The VA health care system has been completing a “journey of change” over the past five years.  It has:

·        restructured headquarters and field operations;

·        delegated substantial management authority to regional officials, who have themselves lifted authority from VA medical centers;

·        cut the workforce by nearly 30,000 personnel;

·        adapted the managed care model into VA clinical and financial practices;

·        activated over 350 new primary care clinics with 100  more to be opened very soon; and,

·        opened enrollment to VA care to nearly two million new veterans.   

And Congress played a role:  while approving the basic design of reform in 1995, Congress passed key legislation to encourage more change in VA, including simplified eligibility in Public Law 104-262, and among other Acts, passed a variety of program reforms in Public Laws 106-117 and 106-419.   

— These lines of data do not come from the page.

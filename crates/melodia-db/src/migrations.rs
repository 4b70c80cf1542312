//! # Database Migrations
//!
//! Embedded SQL migrations for the library schema.
//!
//! ## How Migrations Work
//! ```text
//! ┌─────────────────────────────────────────────────────────────────────────┐
//! │                      Migration Process                                  │
//! │                                                                         │
//! │  Library::open                                                          │
//! │       │                                                                 │
//! │       ▼                                                                 │
//! │  Lease one pooled connection                                            │
//! │       │                                                                 │
//! │       ▼                                                                 │
//! │  Compare embedded migrations vs _sqlx_migrations                        │
//! │       │                                                                 │
//! │       ├── 001_library_schema.sql ✓ (already applied)                    │
//! │       └── 002_...                ⬜ (NEW - needs to run)                 │
//! │       │                                                                 │
//! │       ▼                                                                 │
//! │  Run pending migrations in order, record each one                       │
//! └─────────────────────────────────────────────────────────────────────────┘
//! ```
//!
//! ## Adding New Migrations
//!
//! 1. Create a new file in `migrations/sqlite/` with the next sequence number
//! 2. Name format: `NNN_description.sql`
//! 3. Write idempotent SQL (use `IF NOT EXISTS` where possible)
//! 4. **NEVER** modify existing migrations - always add new ones

use sqlx::SqliteConnection;
use tracing::info;

use crate::error::DbResult;

/// Embedded migrations from the `migrations/sqlite` directory.
static MIGRATOR: sqlx::migrate::Migrator = sqlx::migrate!("../../migrations/sqlite");

/// Runs all pending database migrations on one connection.
///
/// ## Safety
/// - Idempotent: safe to run multiple times
/// - Ordered: migrations run in filename order (001, 002, ...)
/// - Must run in auto-commit mode; each migration opens its own transaction
pub async fn run_migrations(conn: &mut SqliteConnection) -> DbResult<()> {
    info!("Checking for pending migrations");

    MIGRATOR.run_direct(conn).await?;

    info!("All migrations applied successfully");
    Ok(())
}

/// Returns information about migrations.
///
/// ## Returns
/// Tuple of (total_migrations, applied_migrations). A database that never
/// ran a migration has no tracking table and reports zero applied; any
/// other failure propagates.
pub async fn migration_status(conn: &mut SqliteConnection) -> DbResult<(usize, usize)> {
    let total = MIGRATOR.migrations.len();

    let tracked: i64 = sqlx::query_scalar(
        "SELECT COUNT(*) FROM sqlite_master WHERE name = '_sqlx_migrations'",
    )
    .fetch_one(&mut *conn)
    .await?;
    if tracked == 0 {
        return Ok((total, 0));
    }

    let applied: i64 = sqlx::query_scalar("SELECT COUNT(*) FROM _sqlx_migrations")
        .fetch_one(&mut *conn)
        .await?;

    Ok((total, usize::try_from(applied).unwrap_or_default()))
}

#[cfg(test)]
mod tests {
    use super::*;
    use crate::backend::{Backend, SqliteBackend};
    use crate::config::DbConfig;

    #[tokio::test]
    async fn test_migrations_are_idempotent() {
        let backend = SqliteBackend::new(&DbConfig::in_memory()).unwrap();
        let mut session = backend.connect().await.unwrap();

        assert_eq!(migration_status(session.connection()).await.unwrap().1, 0);

        run_migrations(session.connection()).await.unwrap();
        run_migrations(session.connection()).await.unwrap();

        let (total, applied) = migration_status(session.connection()).await.unwrap();
        assert_eq!(total, applied);
        assert!(total >= 1);
    }

    #[tokio::test]
    async fn test_unreadable_tracking_table_is_an_error() {
        let backend = SqliteBackend::new(&DbConfig::in_memory()).unwrap();
        let mut session = backend.connect().await.unwrap();

        // A tracking "table" that fails on every read.
        sqlx::query(
            "CREATE VIEW _sqlx_migrations AS SELECT 1 AS version \
             WHERE abs(-9223372036854775807 - 1) > 0",
        )
        .execute(session.connection())
        .await
        .unwrap();

        let err = migration_status(session.connection()).await.unwrap_err();
        assert_eq!(err.kind(), crate::error::ErrorKind::TransientStoreError);
    }
}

Importantly, Congress has invested three billion new dollars in VA health care in fiscal years 2000 and 2001.  Again this year, Congress is poised to appropriate another increase.  The House has approved a significant new budget for VA health care, based on this Committee’s recommendations.  This is good news.  

On the other hand, with over 180,000 health care employees and staff now operating with an annual budget of $21 billion, deployed in hundreds of sites, there are still innumerable challenges, for example:

·        long waiting times despite VA standards that call for no more than a 30-day wait for care;

·        issues related to quality of care;

·        concerns about the future --- many veterans worry aloud whether their health care needs are going to be met in old age, and if so, how;

·        another looming VA nursing shortage;

·        dissatisfaction in the specialized programs area; and,

·        disagreements on whether VA is meeting capacity requirements.   

Despite the good news, such items do not make up an insignificant list of challenges. 

With testimony and our continuing discussions with witnesses and veterans, I believe the Subcommittee can better appreciate the true state of VA health care, and what Congress can do to move the system forward, despite the challenges and uncertainty ahead.  

My colleagues and I want to ensure that veterans receive the health care they earned by serving the Nation.  But we also agree that VA needs to continue changing with the times, better managing services it provides -- for quality, convenience and efficiency.  Perhaps this is an impossible task, but I believe we can make progress and hopefully get it done.   

Veterans bring a unique experience and expectation to VA in seeking and expecting care.  It seems to me that Congress needs to find both the accountability and the common ground from many sources to fashion the best possible system for veterans care.  We’ll be working together to achieve this goal.